**Assigned task:** Could you find every line in the records below that contains the word "dtolnay" and copy it?

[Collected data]
........

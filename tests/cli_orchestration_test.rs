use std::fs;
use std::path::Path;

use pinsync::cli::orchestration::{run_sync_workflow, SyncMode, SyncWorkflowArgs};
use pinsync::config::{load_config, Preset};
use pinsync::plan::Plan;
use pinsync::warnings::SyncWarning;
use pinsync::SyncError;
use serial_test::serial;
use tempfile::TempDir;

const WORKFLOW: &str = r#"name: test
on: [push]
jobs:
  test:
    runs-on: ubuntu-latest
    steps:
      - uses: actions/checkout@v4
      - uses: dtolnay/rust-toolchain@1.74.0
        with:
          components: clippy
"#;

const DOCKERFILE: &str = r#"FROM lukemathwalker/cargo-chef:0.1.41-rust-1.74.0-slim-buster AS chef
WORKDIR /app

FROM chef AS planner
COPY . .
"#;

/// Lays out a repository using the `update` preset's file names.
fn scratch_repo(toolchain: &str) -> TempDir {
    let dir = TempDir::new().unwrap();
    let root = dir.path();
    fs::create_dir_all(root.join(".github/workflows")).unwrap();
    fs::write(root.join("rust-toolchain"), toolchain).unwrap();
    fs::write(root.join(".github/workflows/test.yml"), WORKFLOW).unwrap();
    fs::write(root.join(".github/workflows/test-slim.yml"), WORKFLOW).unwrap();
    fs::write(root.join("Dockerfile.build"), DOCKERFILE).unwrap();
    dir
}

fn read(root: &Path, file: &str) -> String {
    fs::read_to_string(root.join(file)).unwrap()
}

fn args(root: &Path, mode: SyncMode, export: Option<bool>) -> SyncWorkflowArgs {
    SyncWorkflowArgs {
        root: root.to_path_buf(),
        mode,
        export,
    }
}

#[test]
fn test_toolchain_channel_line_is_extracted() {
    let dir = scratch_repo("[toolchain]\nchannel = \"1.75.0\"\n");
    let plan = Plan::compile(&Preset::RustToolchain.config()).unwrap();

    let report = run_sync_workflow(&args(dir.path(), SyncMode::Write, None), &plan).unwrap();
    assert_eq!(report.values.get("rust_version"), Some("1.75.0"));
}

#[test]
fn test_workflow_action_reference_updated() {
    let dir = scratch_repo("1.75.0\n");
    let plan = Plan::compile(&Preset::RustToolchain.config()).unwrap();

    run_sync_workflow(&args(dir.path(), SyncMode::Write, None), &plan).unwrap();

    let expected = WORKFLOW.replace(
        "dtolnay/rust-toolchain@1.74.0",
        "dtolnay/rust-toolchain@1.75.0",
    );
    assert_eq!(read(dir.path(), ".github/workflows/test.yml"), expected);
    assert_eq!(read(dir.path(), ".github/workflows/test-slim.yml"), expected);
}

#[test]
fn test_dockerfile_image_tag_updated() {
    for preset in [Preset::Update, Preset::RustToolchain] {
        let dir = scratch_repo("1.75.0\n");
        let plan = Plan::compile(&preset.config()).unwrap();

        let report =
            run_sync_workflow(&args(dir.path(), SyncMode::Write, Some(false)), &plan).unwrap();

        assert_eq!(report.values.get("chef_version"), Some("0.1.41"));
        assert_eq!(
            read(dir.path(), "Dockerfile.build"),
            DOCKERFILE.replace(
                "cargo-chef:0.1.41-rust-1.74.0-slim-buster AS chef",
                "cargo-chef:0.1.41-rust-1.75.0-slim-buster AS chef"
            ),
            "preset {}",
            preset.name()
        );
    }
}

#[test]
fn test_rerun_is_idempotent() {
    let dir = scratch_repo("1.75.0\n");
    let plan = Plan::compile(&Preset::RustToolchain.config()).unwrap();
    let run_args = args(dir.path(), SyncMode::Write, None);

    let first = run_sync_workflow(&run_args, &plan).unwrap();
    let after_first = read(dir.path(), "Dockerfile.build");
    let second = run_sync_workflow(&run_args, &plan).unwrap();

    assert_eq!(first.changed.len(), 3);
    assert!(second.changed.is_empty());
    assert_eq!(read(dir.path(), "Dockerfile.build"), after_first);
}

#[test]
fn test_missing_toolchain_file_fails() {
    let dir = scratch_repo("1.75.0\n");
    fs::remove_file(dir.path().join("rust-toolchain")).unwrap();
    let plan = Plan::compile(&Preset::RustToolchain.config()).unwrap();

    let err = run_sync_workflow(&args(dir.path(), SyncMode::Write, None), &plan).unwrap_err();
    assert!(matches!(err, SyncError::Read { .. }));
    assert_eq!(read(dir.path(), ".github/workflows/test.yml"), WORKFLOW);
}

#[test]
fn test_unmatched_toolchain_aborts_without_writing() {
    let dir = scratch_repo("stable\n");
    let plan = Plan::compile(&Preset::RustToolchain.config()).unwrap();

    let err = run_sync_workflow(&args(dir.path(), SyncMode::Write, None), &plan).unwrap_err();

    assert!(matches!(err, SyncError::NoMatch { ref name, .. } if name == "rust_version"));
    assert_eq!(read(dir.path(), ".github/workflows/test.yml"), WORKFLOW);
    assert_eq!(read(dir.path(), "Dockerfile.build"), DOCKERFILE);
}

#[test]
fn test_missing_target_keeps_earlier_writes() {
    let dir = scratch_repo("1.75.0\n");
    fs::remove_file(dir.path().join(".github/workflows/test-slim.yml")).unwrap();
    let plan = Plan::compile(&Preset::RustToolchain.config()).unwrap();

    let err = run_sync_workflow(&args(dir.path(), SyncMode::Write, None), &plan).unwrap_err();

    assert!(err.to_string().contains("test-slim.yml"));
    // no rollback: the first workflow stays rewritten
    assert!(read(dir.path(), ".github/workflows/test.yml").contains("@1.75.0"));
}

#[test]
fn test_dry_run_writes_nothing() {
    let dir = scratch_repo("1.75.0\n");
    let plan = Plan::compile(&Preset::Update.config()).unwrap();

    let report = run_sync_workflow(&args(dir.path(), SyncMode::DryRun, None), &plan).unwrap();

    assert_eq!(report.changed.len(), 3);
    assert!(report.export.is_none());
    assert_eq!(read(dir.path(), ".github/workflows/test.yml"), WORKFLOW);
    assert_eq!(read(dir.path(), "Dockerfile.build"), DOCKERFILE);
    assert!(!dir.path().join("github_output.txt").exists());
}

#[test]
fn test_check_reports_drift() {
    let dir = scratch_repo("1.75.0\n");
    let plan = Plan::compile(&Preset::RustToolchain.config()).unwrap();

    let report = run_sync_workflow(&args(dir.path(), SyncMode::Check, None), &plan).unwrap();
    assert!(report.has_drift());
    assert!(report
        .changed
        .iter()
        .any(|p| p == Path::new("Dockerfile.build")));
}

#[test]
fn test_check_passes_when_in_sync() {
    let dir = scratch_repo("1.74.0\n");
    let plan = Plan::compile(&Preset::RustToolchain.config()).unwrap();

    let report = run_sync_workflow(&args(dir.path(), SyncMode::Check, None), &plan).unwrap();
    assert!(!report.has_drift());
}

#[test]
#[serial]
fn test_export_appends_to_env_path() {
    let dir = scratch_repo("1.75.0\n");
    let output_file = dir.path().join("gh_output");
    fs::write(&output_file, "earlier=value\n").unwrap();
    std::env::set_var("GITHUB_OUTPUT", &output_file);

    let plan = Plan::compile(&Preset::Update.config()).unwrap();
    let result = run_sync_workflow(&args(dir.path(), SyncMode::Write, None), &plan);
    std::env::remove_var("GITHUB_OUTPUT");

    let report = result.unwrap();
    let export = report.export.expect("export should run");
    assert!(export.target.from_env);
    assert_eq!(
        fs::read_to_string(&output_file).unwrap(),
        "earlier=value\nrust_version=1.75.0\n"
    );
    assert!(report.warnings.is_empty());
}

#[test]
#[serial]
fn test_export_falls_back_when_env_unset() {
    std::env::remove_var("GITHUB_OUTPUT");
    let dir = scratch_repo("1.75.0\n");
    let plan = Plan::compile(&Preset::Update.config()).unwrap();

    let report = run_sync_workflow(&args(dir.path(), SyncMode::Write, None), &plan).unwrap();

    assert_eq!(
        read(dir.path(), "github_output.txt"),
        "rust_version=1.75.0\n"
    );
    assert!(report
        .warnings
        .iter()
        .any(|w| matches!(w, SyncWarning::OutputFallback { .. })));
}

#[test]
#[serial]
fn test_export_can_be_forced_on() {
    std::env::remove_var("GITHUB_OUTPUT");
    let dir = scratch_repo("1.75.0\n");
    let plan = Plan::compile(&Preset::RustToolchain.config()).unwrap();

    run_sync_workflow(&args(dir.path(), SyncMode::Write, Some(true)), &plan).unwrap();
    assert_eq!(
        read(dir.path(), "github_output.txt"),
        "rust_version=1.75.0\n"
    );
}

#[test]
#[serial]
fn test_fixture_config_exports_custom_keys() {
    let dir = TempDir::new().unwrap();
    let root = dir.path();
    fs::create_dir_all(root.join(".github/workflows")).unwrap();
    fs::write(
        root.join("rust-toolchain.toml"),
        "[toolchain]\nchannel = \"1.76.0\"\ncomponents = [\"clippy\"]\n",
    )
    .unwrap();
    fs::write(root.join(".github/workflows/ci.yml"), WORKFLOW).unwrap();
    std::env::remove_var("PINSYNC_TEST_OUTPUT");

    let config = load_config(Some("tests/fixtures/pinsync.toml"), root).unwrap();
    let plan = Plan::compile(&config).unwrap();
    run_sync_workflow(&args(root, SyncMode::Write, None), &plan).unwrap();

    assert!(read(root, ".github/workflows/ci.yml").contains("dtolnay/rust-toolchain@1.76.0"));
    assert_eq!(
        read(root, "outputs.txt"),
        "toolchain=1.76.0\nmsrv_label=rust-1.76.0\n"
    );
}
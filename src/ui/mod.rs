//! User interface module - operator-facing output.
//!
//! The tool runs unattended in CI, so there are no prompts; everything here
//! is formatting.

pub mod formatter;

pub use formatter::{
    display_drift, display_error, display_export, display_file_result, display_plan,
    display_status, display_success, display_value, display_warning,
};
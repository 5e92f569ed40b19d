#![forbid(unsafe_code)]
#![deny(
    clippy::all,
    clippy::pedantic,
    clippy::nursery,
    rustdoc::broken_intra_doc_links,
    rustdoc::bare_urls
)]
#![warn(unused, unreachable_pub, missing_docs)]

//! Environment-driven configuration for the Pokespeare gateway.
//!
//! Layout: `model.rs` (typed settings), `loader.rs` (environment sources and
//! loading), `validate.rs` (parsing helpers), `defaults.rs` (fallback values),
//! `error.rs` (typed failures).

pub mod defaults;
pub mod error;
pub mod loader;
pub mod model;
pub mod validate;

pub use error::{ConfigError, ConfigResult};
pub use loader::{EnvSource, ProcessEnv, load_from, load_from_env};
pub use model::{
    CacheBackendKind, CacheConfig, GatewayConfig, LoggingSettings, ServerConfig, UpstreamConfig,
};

........

**Expected answer:**
      - uses: dtolnay/rust-toolchain@1.74.0
        "dtolnay/rust-toolchain@1.74.0",
        "dtolnay/rust-toolchain@1.75.0",
    assert!(read(root, ".github/workflows/ci.yml").contains("dtolnay/rust-toolchain@1.76.0"));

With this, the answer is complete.